Reproduce all of the records exactly.
(Beginning of Input)
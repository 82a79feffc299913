//! Fetch-on-miss: pull a sealed object from a candidate holder into the
//! local peer. The same copy protocol moves objects between tiers.

use std::sync::atomic::{AtomicUsize, Ordering};
use std::sync::Arc;
use std::time::Duration;
use tracing::debug;

use crate::error::{CacheError, CacheResult, ErrorKind};
use crate::model::{AccessFlags, AcquireMeta, BlobKind, BlobSpec, ObjectId, PeerEndpoint};
use crate::peer::{Acquired, Peer};
use crate::resolver::Resolver;
use crate::transport::{connect, wire::AcquireRequest, ClientBlob, Transport};

/// TTL of the short-lived remote READ lease taken during a copy.
pub const FETCH_LEASE_TTL: Duration = Duration::from_secs(30);

/// Copy granularity.
const COPY_CHUNK: u64 = 64 * 1024;

/// Copies a sealed object from `src` into `local` and seals it there.
///
/// On success the returned lease is the local READ lease (the CREATE lease
/// converted by the seal). On failure the local CREATING copy is discarded
/// and the remote lease released, leaving both peers as they were.
pub async fn copy_into_local(
    local: &dyn Peer,
    src: &dyn Transport,
    objid: ObjectId,
    kind_override: Option<BlobKind>,
) -> CacheResult<Acquired> {
    let remote = src
        .acquire(AcquireRequest::read(&objid, Some(FETCH_LEASE_TTL)))
        .await?;

    let meta = AcquireMeta {
        blob_specs: remote
            .blobs
            .iter()
            .map(|b| BlobSpec {
                kind: kind_override.unwrap_or(b.kind),
                size: b.size,
            })
            .collect(),
        user_meta: remote.object.user_meta.clone(),
        prev_objid: remote.object.prev_objid.clone(),
    };

    let mut acquired = match local
        .acquire(objid.clone(), AccessFlags::CREATE, Some(meta), None)
        .await
    {
        Ok(acquired) => acquired,
        Err(err) => {
            let _ = src.release(remote.lease_id).await;
            return Err(err);
        }
    };

    let copied = copy_blob_bytes(&remote.blobs, &acquired).await;
    let sealed = match copied {
        Ok(()) => local.seal(acquired.lease.id).await,
        Err(err) => Err(err),
    };
    if let Err(err) = sealed {
        let _ = local.discard(acquired.lease.id).await;
        let _ = src.release(remote.lease_id).await;
        return Err(err);
    }

    if let Err(err) = src.release(remote.lease_id).await {
        debug!("release of remote copy lease failed: {}", err);
    }

    // The seal converted the local lease to READ.
    acquired.lease.flags = AccessFlags::READ;
    Ok(acquired)
}

async fn copy_blob_bytes(src: &[ClientBlob], dst: &Acquired) -> CacheResult<()> {
    if src.len() != dst.blobs.len() {
        return Err(CacheError::with_message(
            ErrorKind::Internal,
            "blob count mismatch during copy",
        ));
    }
    for (src_blob, dst_blob) in src.iter().zip(dst.blobs.iter()) {
        let mut offset = 0u64;
        while offset < src_blob.size {
            let len = COPY_CHUNK.min(src_blob.size - offset);
            let chunk = src_blob.read_at(offset, len)?;
            dst_blob.write_at(offset, &chunk)?;
            offset += len;
        }
    }
    Ok(())
}

/// A local peer plus a resolver: read-through access with fetch-on-miss.
pub struct FetchClient {
    local: Arc<dyn Peer>,
    resolver: Arc<dyn Resolver>,
    local_endpoint: PeerEndpoint,
    cursor: AtomicUsize,
}

impl FetchClient {
    /// `local_endpoint` is what gets advertised to the resolver after a
    /// successful fetch.
    pub fn new(
        local: Arc<dyn Peer>,
        resolver: Arc<dyn Resolver>,
        local_endpoint: PeerEndpoint,
    ) -> Self {
        Self {
            local,
            resolver,
            local_endpoint,
            cursor: AtomicUsize::new(0),
        }
    }

    pub fn local(&self) -> &Arc<dyn Peer> {
        &self.local
    }

    /// Acquires `objid` for reading, copying it from a candidate holder if
    /// the local peer misses.
    ///
    /// Candidates are tried in rotating order. A candidate that misses or
    /// cannot be reached is skipped; one that answers `Gone` is also pruned
    /// from the resolver. Any other failure aborts the fetch.
    pub async fn acquire_read(
        &self,
        objid: ObjectId,
        ttl: Option<Duration>,
    ) -> CacheResult<Acquired> {
        match self
            .local
            .acquire(objid.clone(), AccessFlags::READ, None, ttl)
            .await
        {
            Err(err) if err.kind == ErrorKind::NotFound => {}
            other => return other,
        }

        let candidates = self.resolver.lookup(&objid).await;
        if candidates.is_empty() {
            return Err(CacheError::new(ErrorKind::NotFound));
        }

        let start = self.cursor.fetch_add(1, Ordering::Relaxed) % candidates.len();
        for i in 0..candidates.len() {
            let endpoint = &candidates[(start + i) % candidates.len()];
            let transport = match connect(endpoint).await {
                Ok(transport) => transport,
                Err(err) => {
                    debug!("candidate {} unreachable: {}", endpoint, err);
                    continue;
                }
            };

            match copy_into_local(self.local.as_ref(), transport.as_ref(), objid.clone(), None)
                .await
            {
                Ok(acquired) => {
                    self.resolver.register(&objid, &self.local_endpoint).await;
                    return Ok(acquired);
                }
                Err(err) => match err.kind {
                    ErrorKind::NotFound | ErrorKind::TransportError => {
                        debug!("candidate {} missed {}: {}", endpoint, objid, err);
                        continue;
                    }
                    ErrorKind::Gone => {
                        self.resolver.unregister(&objid, endpoint).await;
                        continue;
                    }
                    _ => return Err(err),
                },
            }
        }

        Err(CacheError::new(ErrorKind::NotFound))
    }
}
(End of Input)
Answer below:
repository 82a79feffc299913
//! Fetch-on-miss: pull a sealed object from a candidate holder into the
//! local peer. The same copy protocol moves objects between tiers.

use std::sync::atomic::{AtomicUsize, Ordering};
use std::sync::Arc;
use std::time::Duration;
use tracing::debug;

use crate::error::{CacheError, CacheResult, ErrorKind};
use crate::model::{AccessFlags, AcquireMeta, BlobKind, BlobSpec, ObjectId, PeerEndpoint};
use crate::peer::{Acquired, Peer};
use crate::resolver::Resolver;
use crate::transport::{connect, wire::AcquireRequest, ClientBlob, Transport};

/// TTL of the short-lived remote READ lease taken during a copy.
pub const FETCH_LEASE_TTL: Duration = Duration::from_secs(30);

/// Copy granularity.
const COPY_CHUNK: u64 = 64 * 1024;

/// Copies a sealed object from `src` into `local` and seals it there.
///
/// On success the returned lease is the local READ lease (the CREATE lease
/// converted by the seal). On failure the local CREATING copy is discarded
/// and the remote lease released, leaving both peers as they were.
pub async fn copy_into_local(
    local: &dyn Peer,
    src: &dyn Transport,
    objid: ObjectId,
    kind_override: Option<BlobKind>,
) -> CacheResult<Acquired> {
    let remote = src
        .acquire(AcquireRequest::read(&objid, Some(FETCH_LEASE_TTL)))
        .await?;

    let meta = AcquireMeta {
        blob_specs: remote
            .blobs
            .iter()
            .map(|b| BlobSpec {
                kind: kind_override.unwrap_or(b.kind),
                size: b.size,
            })
            .collect(),
        user_meta: remote.object.user_meta.clone(),
        prev_objid: remote.object.prev_objid.clone(),
    };

    let mut acquired = match local
        .acquire(objid.clone(), AccessFlags::CREATE, Some(meta), None)
        .await
    {
        Ok(acquired) => acquired,
        Err(err) => {
            let _ = src.release(remote.lease_id).await;
            return Err(err);
        }
    };

    let copied = copy_blob_bytes(&remote.blobs, &acquired).await;
    let sealed = match copied {
        Ok(()) => local.seal(acquired.lease.id).await,
        Err(err) => Err(err),
    };
    if let Err(err) = sealed {
        let _ = local.discard(acquired.lease.id).await;
        let _ = src.release(remote.lease_id).await;
        return Err(err);
    }

    if let Err(err) = src.release(remote.lease_id).await {
        debug!("release of remote copy lease failed: {}", err);
    }

    // The seal converted the local lease to READ.
    acquired.lease.flags = AccessFlags::READ;
    Ok(acquired)
}

async fn copy_blob_bytes(src: &[ClientBlob], dst: &Acquired) -> CacheResult<()> {
    if src.len() != dst.blobs.len() {
        return Err(CacheError::with_message(
            ErrorKind::Internal,
            "blob count mismatch during copy",
        ));
    }
    for (src_blob, dst_blob) in src.iter().zip(dst.blobs.iter()) {
        let mut offset = 0u64;
        while offset < src_blob.size {
            let len = COPY_CHUNK.min(src_blob.size - offset);
            let chunk = src_blob.read_at(offset, len)?;
            dst_blob.write_at(offset, &chunk)?;
            offset += len;
        }
    }
    Ok(())
}

/// A local peer plus a resolver: read-through access with fetch-on-miss.
pub struct FetchClient {
    local: Arc<dyn Peer>,
    resolver: Arc<dyn Resolver>,
    local_endpoint: PeerEndpoint,
    cursor: AtomicUsize,
}

impl FetchClient {
    /// `local_endpoint` is what gets advertised to the resolver after a
    /// successful fetch.
    pub fn new(
        local: Arc<dyn Peer>,
        resolver: Arc<dyn Resolver>,
        local_endpoint: PeerEndpoint,
    ) -> Self {
        Self {
            local,
            resolver,
            local_endpoint,
            cursor: AtomicUsize::new(0),
        }
    }

    pub fn local(&self) -> &Arc<dyn Peer> {
        &self.local
    }

    /// Acquires `objid` for reading, copying it from a candidate holder if
    /// the local peer misses.
    ///
    /// Candidates are tried in rotating order. A candidate that misses or
    /// cannot be reached is skipped; one that answers `Gone` is also pruned
    /// from the resolver. Any other failure aborts the fetch.
    pub async fn acquire_read(
        &self,
        objid: ObjectId,
        ttl: Option<Duration>,
    ) -> CacheResult<Acquired> {
        match self
            .local
            .acquire(objid.clone(), AccessFlags::READ, None, ttl)
            .await
        {
            Err(err) if err.kind == ErrorKind::NotFound => {}
            other => return other,
        }

        let candidates = self.resolver.lookup(&objid).await;
        if candidates.is_empty() {
            return Err(CacheError::new(ErrorKind::NotFound));
        }

        let start = self.cursor.fetch_add(1, Ordering::Relaxed) % candidates.len();
        for i in 0..candidates.len() {
            let endpoint = &candidates[(start + i) % candidates.len()];
            let transport = match connect(endpoint).await {
                Ok(transport) => transport,
                Err(err) => {
                    debug!("candidate {} unreachable: {}", endpoint, err);
                    continue;
                }
            };

            match copy_into_local(self.local.as_ref(), transport.as_ref(), objid.clone(), None)
                .await
            {
                Ok(acquired) => {
                    self.resolver.register(&objid, &self.local_endpoint).await;
                    return Ok(acquired);
                }
                Err(err) => match err.kind {
                    ErrorKind::NotFound | ErrorKind::TransportError => {
                        debug!("candidate {} missed {}: {}", endpoint, objid, err);
                        continue;
                    }
                    ErrorKind::Gone => {
                        self.resolver.unregister(&objid, endpoint).await;
                        continue;
                    }
                    _ => return Err(err),
                },
            }
        }

        Err(CacheError::new(ErrorKind::NotFound))
    }
}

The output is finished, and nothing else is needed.